在上述代码中,我们定义了一个 Process 类来表示进程,包含进程 ID、到达时间和执行时间等属性。fcfs_sjf 函数实现了结合 FCFS 和 SJF 的调度算法。在调度过程中,根据进程的到达时间将进程加入优先队列(这里使用 heapq 实现),优先队列按照进程的执行时间从小到大排序。每次从优先队列中取出执行时间最短的进程执行,从而在一定程度上优化了调度性能。

优化后 FCFS 算法的性能提升分析

  1. 平均周转时间的改善:通过与 SJF 结合,短进程可以提前执行,减少了等待长进程执行完毕的时间。例如前面提到的例子,使用 FCFS + SJF 结合算法后,假设 (P_2) 和 (P_3) 先于 (P_1) 执行(因为它们执行时间短),(P_2) 的周转时间 (T_2 = 3),(P_3) 的周转时间 (T_3 = 3 + 3 = 6),(P_1) 的周转时间 (T_1 = 3 + 3 + 24 = 30)。平均周转时间 (T_{avg} = \frac{3 + 6 + 30}{3} = 13),相比单纯的 FCFS 算法,平均周转时间大幅降低。

  2. 平均等待时间的改善:由于短进程优先执行,后面进程的等待时间也相应减少。在上述例子中,(P_2) 的等待时间 (W_2 = 0),(P_3) 的等待时间 (W_3 = 3),(P_1) 的等待时间 (W_1 = 3 + 3 = 6)。平均等待时间 (W_{avg} = \frac{0 + 3 + 6}{3} = 3),相比单纯的 FCFS 算法,平均等待时间也有明显降低。

  3. 系统资源利用率的提升:通过动态调整进程顺序和优化就绪队列管理,系统可以更合理地分配 CPU 资源,使得 I/O 受限型进程和计算密集型进程都能在合适的时间得到执行,提高了系统整体的资源利用率,减少了 CPU 空闲时间。

不同操作系统对 FCFS 算法优化的实践案例

  1. Linux 操作系统:Linux 内核的调度器采用了多种调度算法结合的方式。虽然没有直接以 FCFS 算法命名的调度策略,但在其完全公平调度器(CFS)中,融合了类似公平调度的思想。CFS 为每个进程分配一个虚拟运行时间,根据进程的权重(类似于优先级)来调整虚拟运行时间的增长速度。在一定程度上,它保证了每个进程都能在公平的时间片内执行,避免了长进程长时间占用 CPU 导致短进程饥饿的问题,类似于对 FCFS 算法不公平性的优化。

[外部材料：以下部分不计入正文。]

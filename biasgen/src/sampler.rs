//! Forward sampling of a checked network.
//!
//! A [`Model`] is the read-only, compiled form of a valid [`Network`]: variables are visited in a
//! topological order and each one is drawn from the column of its table selected by the values
//! already drawn for its parents.
//!
//! Rows are produced in chunks of [`Config::chunk_size`]; every chunk gets its own random stream,
//! seeded from the caller's generator before any sampling happens. Chunks are sampled in
//! parallel, and the output only depends on the caller's generator state and the chunk size.

use std::collections::VecDeque;

use itertools::Itertools;
use ndarray::{Array2, ArrayViewMut1, Axis};
use rand::{Rng, SeedableRng};
use rand_xoshiro::Xoshiro256StarStar;
use rayon::prelude::*;

use crate::dataset::Dataset;
use crate::graph::Network;
use crate::{ClassVal, Config, NumericError, Result, StructuralError, UsageError};

#[derive(Debug, Clone)]
struct Node {
    card: usize,
    /// Dataset columns of the parents, in the evidence order of the table.
    parents: Vec<usize>,
    evidence_card: Vec<usize>,
    /// Running sums of each table column, shape (n_columns, card).
    cumulative: Array2<f64>,
}

impl Node {
    fn column_index(&self, row: &ArrayViewMut1<ClassVal>) -> usize {
        self.parents
            .iter()
            .zip(self.evidence_card.iter())
            .fold(0, |idx, (p, c)| idx * c + row[*p] as usize)
    }

    fn draw<R: Rng + ?Sized>(&self, column: usize, rng: &mut R) -> ClassVal {
        let cum = self.cumulative.row(column);
        let u = rng.gen::<f64>() * cum[self.card - 1];
        cum.iter().position(|c| u < *c).unwrap_or(self.card - 1) as ClassVal
    }
}

/// Compiled network, ready for repeated simulation.
#[derive(Debug, Clone)]
pub struct Model {
    names: Vec<String>,
    nodes: Vec<Node>,
    order: Vec<usize>,
}

/// Kahn's algorithm, visiting ready variables in network order.
fn topological_order(network: &Network) -> Result<Vec<usize>> {
    let mut in_degree: Vec<usize> = network.vars.values().map(|v| v.parents.len()).collect();
    let mut ready: VecDeque<usize> = in_degree.iter().positions(|d| *d == 0).collect();
    let mut order = Vec::with_capacity(in_degree.len());
    while let Some(i) = ready.pop_front() {
        order.push(i);
        for child in network.vars[i].children.iter() {
            if let Some(c) = network.vars.get_index_of(child) {
                in_degree[c] -= 1;
                if in_degree[c] == 0 {
                    ready.push_back(c);
                }
            }
        }
    }
    if order.len() != in_degree.len() {
        let cycle = network
            .vars
            .keys()
            .zip(in_degree.iter())
            .filter(|(_, d)| **d > 0)
            .map(|(n, _)| n.clone())
            .collect();
        return Err(StructuralError::Cyclic(cycle).into());
    }
    Ok(order)
}

impl Model {
    /// Check `network` and compile it.
    ///
    /// Fails if the network is not valid, if its graph has a cycle, or if a table column has no
    /// positive weight to draw from.
    pub fn new(network: &Network) -> Result<Self> {
        network.validate()?;
        let order = topological_order(network)?;
        let nodes = network
            .vars
            .iter()
            .map(|(name, var)| -> Result<Node> {
                let cpt = var
                    .cpt
                    .as_ref()
                    .ok_or_else(|| StructuralError::NotFound(name.clone()))?;
                let mut cumulative = cpt.values().t().to_owned();
                for (column, mut col) in cumulative.axis_iter_mut(Axis(0)).enumerate() {
                    let mut acc = 0.0;
                    for w in col.iter_mut() {
                        if *w < 0.0 {
                            return Err(NumericError::ProbabilityOutOfRange {
                                node: name.clone(),
                                column,
                                value: *w,
                            }
                            .into());
                        }
                        acc += *w;
                        *w = acc;
                    }
                    if !(acc > 0.0 && acc.is_finite()) {
                        return Err(NumericError::DegenerateColumn {
                            node: name.clone(),
                            column,
                            sum: acc,
                        }
                        .into());
                    }
                }
                let parents = cpt
                    .evidence()
                    .iter()
                    .map(|e| {
                        network
                            .vars
                            .get_index_of(e)
                            .ok_or_else(|| UsageError::UnknownNode(e.clone()))
                    })
                    .collect::<std::result::Result<Vec<_>, _>>()?;
                Ok(Node {
                    card: cpt.card(),
                    parents,
                    evidence_card: cpt.evidence_card().to_vec(),
                    cumulative,
                })
            })
            .collect::<Result<Vec<_>>>()?;
        let model = Self {
            names: network.vars.keys().cloned().collect(),
            nodes,
            order,
        };
        tracing::trace!(order = ?model.topological_order(), "compiled model");
        Ok(model)
    }

    /// Variable names, in dataset column order.
    pub fn names(&self) -> &[String] {
        &self.names
    }

    pub fn topological_order(&self) -> Vec<&str> {
        self.order.iter().map(|i| self.names[*i].as_str()).collect()
    }

    pub fn cardinality(&self, name: &str) -> Option<usize> {
        self.names
            .iter()
            .position(|n| n == name)
            .map(|i| self.nodes[i].card)
    }

    fn sample_row<R: Rng + ?Sized>(&self, mut row: ArrayViewMut1<ClassVal>, rng: &mut R) {
        for i in self.order.iter() {
            let node = &self.nodes[*i];
            let column = node.column_index(&row);
            row[*i] = node.draw(column, rng);
        }
    }

    /// Draw `n` independent rows, seeding one stream per chunk from `rng`.
    pub fn simulate<R: Rng + ?Sized>(&self, n: usize, rng: &mut R, config: &Config) -> Dataset {
        let chunk_size = config.chunk_size();
        let n_chunks = n.div_ceil(chunk_size);
        let seeds: Vec<u64> = (0..n_chunks).map(|_| rng.gen()).collect();
        tracing::info!(rows = n, chunks = n_chunks, "simulating");
        let mut values = Array2::<ClassVal>::zeros((n, self.names.len()));
        crate::utils::with_progress(
            |it_cnt| {
                (values.axis_chunks_iter_mut(Axis(0), chunk_size), seeds.as_slice())
                    .into_par_iter()
                    .for_each(|(mut rows, seed)| {
                        let mut rng = Xoshiro256StarStar::seed_from_u64(*seed);
                        for row in rows.outer_iter_mut() {
                            self.sample_row(row, &mut rng);
                        }
                        it_cnt.inc(rows.nrows() as u64);
                    });
            },
            n as u64,
            "Simulate",
            config,
        );
        tracing::info!(rows = n, "simulation done");
        Dataset::from_parts(self.names.clone(), values)
    }

    /// [`Model::simulate`] with a generator seeded from `seed`.
    pub fn simulate_seeded(&self, n: usize, seed: u64, config: &Config) -> Dataset {
        self.simulate(n, &mut Xoshiro256StarStar::seed_from_u64(seed), config)
    }

    /// [`Model::simulate`] with a generator seeded from the thread-local generator.
    pub fn simulate_from_entropy(&self, n: usize, config: &Config) -> Dataset {
        self.simulate(n, &mut rand::thread_rng(), config)
    }
}

impl Network {
    /// Check the network and compile it for simulation, see [`Model::new`].
    pub fn compile(&self) -> Result<Model> {
        Model::new(self)
    }

    /// Compile the network and draw `n` rows from a generator seeded with `seed`.
    pub fn simulate(&self, n: usize, seed: u64) -> Result<Dataset> {
        Ok(self
            .compile()?
            .simulate_seeded(n, seed, &Config::no_progress()))
    }
}

#[cfg(test)]
mod tests {
    use super::*;
    use crate::cpt::Cpt;
    use crate::{BiasgenError, WeightMap, Weights};
    use ndarray::array;

    fn chain() -> Network {
        let mut net = Network::new();
        net.add_edge("b", "c").unwrap();
        net.add_edge("a", "b").unwrap();
        net.add_root_probability("a", [0.3, 0.7], 2).unwrap();
        let p = WeightMap::from([("a".to_owned(), Weights::from([0.0, 1.0]))]);
        net.add_probability("b", &p, 2).unwrap();
        let p = WeightMap::from([("b".to_owned(), Weights::from([1.0, 0.0]))]);
        net.add_probability("c", &p, 2).unwrap();
        net
    }

    #[test]
    fn order_respects_edges() {
        let model = chain().compile().unwrap();
        assert_eq!(model.names(), &["b".to_owned(), "c".to_owned(), "a".to_owned()]);
        assert_eq!(model.topological_order(), vec!["a", "b", "c"]);
        assert_eq!(model.cardinality("a"), Some(2));
        assert_eq!(model.cardinality("z"), None);
    }

    #[test]
    fn deterministic_children_follow_parents() {
        let data = chain().simulate(1000, 7).unwrap();
        assert_eq!(data.len(), 1000);
        // b = a and c = not b by construction
        for row in data.rows() {
            assert_eq!(row["b"], row["a"]);
            assert_eq!(row["c"], 1 - row["b"]);
        }
    }

    #[test]
    fn same_seed_same_data() {
        let model = chain().compile().unwrap();
        let config = Config::no_progress().with_chunk_size(100);
        let d1 = model.simulate_seeded(1234, 42, &config);
        let d2 = model.simulate_seeded(1234, 42, &config);
        assert_eq!(d1, d2);
        let d3 = model.simulate_seeded(1234, 43, &config);
        assert_ne!(d1, d3);
    }

    #[test]
    fn two_cycle_is_rejected() {
        let mut net = Network::new();
        net.add_edge("a", "b").unwrap();
        net.add_edge("b", "a").unwrap();
        // without tables, the check fails first
        assert!(matches!(
            net.compile().unwrap_err(),
            BiasgenError::Structural(StructuralError::InvalidModel(_))
        ));
        let half = array![[0.5, 0.5], [0.5, 0.5]];
        net.add_cpt(Cpt::from_table("a", half.clone(), &[("b", 2)]).unwrap())
            .unwrap();
        net.add_cpt(Cpt::from_table("b", half, &[("a", 2)]).unwrap())
            .unwrap();
        assert!(net.is_valid());
        assert_eq!(
            net.compile().unwrap_err(),
            BiasgenError::Structural(StructuralError::Cyclic(vec![
                "a".to_owned(),
                "b".to_owned()
            ]))
        );
    }

    #[test]
    fn unnormalized_root_is_sampled_proportionally() {
        let mut net = Network::new();
        net.add_node("a").unwrap();
        net.add_root_probability("a", [0.0, 3.0, 1.0], 3).unwrap();
        let data = net.simulate(20_000, 1).unwrap();
        let m = data.marginal("a", 3).unwrap();
        assert_eq!(m[0], 0.0);
        assert!((m[1] - 0.75).abs() < 0.02);
    }

    #[test]
    fn degenerate_root_is_rejected() {
        let mut net = Network::new();
        net.add_node("a").unwrap();
        net.add_root_probability("a", [0.0, 0.0], 2).unwrap();
        assert!(matches!(
            net.compile().unwrap_err(),
            BiasgenError::Numeric(NumericError::DegenerateColumn { .. })
        ));
    }

    #[test]
    fn empty_simulation() {
        let data = chain().simulate(0, 0).unwrap();
        assert!(data.is_empty());
        assert_eq!(data.names().len(), 3);
    }
}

  2. Windows 操作系统:Windows 操作系统的调度器采用了基于优先级的抢占式调度算法。它将进程分为不同的优先级类别,高优先级的进程优先执行。然而,对于相同优先级的进程,在一定程度上遵循类似 FCFS 的原则。同时,Windows 也会根据进程的活动状态和资源需求等因素动态调整进程的优先级,以提高系统的整体性能,这也是对 FCFS 算法进行优化,使其更适应复杂的多任务环境。

  3. 实时操作系统(RTOS):以 VxWorks 为例,它主要采用优先级驱动的调度算法,确保实时任务能够及时响应。但在同一优先级的任务队列中,通常采用类似 FCFS 的方式进行调度。此外,RTOS 还会通过一些机制,如预留资源、时间片分配等,来保证实时任务的确定性执行,这也是对传统 FCFS 算法在实时性方面的优化和扩展,以满足实时系统对任务响应时间和执行确定性的严格要求。

通过对 FCFS 进程调度算法的深入分析、优化策略探讨以及不同操作系统的实践案例研究,可以看出虽然 FCFS 算法本身存在一些局限性,但通过合理的优化和与其他算法结合,可以使其在现代操作系统的多任务环境中发挥更好的作用,提高系统的整体性能和资源利用率。无论是在批处理系统、单用户系统还是实时系统中,优化后的 FCFS 算法都能更好地适应不同的应用场景需求。